Stored items
*** Begin section ***

use serde::{Deserialize, Serialize};
use std::fmt;

/// Opaque identifier returned by the storage service for uploaded content
#[derive(Debug, Clone, PartialEq, Eq, Hash, Serialize, Deserialize)]
#[serde(transparent)]
pub struct ContentId(pub String);

impl ContentId {
    pub fn as_str(&self) -> &str {
        &self.0
    }
}

impl fmt::Display for ContentId {
    fn fmt(&self, f: &mut fmt::Formatter<'_>) -> fmt::Result {
        f.write_str(&self.0)
    }
}

/// Success body of the upload endpoint: `{"value": {"cid": "..."}}`
#[derive(Debug, Serialize, Deserialize)]
pub struct UploadResponse {
    pub value: UploadValue,
}

#[derive(Debug, Serialize, Deserialize)]
pub struct UploadValue {
    pub cid: ContentId,
}

/// What was uploaded; selects filename, storage key and acknowledgment
#[derive(Debug, Clone, Copy, PartialEq, Eq, Hash, Serialize, Deserialize)]
#[serde(rename_all = "lowercase")]
pub enum UploadKind {
    Video,
    Image,
}

impl UploadKind {
    pub fn filename(self) -> &'static str {
        match self {
            UploadKind::Video => "recorded-video.webm",
            UploadKind::Image => "captured-image.png",
        }
    }

    pub fn storage_key(self) -> &'static str {
        match self {
            UploadKind::Video => crate::store::VIDEO_URI_KEY,
            UploadKind::Image => crate::store::IMAGE_URI_KEY,
        }
    }

    pub fn acknowledgment(self) -> &'static str {
        match self {
            UploadKind::Video => "File uploaded successfully!",
            UploadKind::Image => "Image uploaded successfully!",
        }
    }
}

*** End section ***

Report all lines above with "Serialize".

- **ANSWER FOR THE TASK**
use serde::{Deserialize, Serialize};
#[derive(Debug, Clone, PartialEq, Eq, Hash, Serialize, Deserialize)]
#[derive(Debug, Serialize, Deserialize)]
#[derive(Debug, Serialize, Deserialize)]
#[derive(Debug, Clone, Copy, PartialEq, Eq, Hash, Serialize, Deserialize)]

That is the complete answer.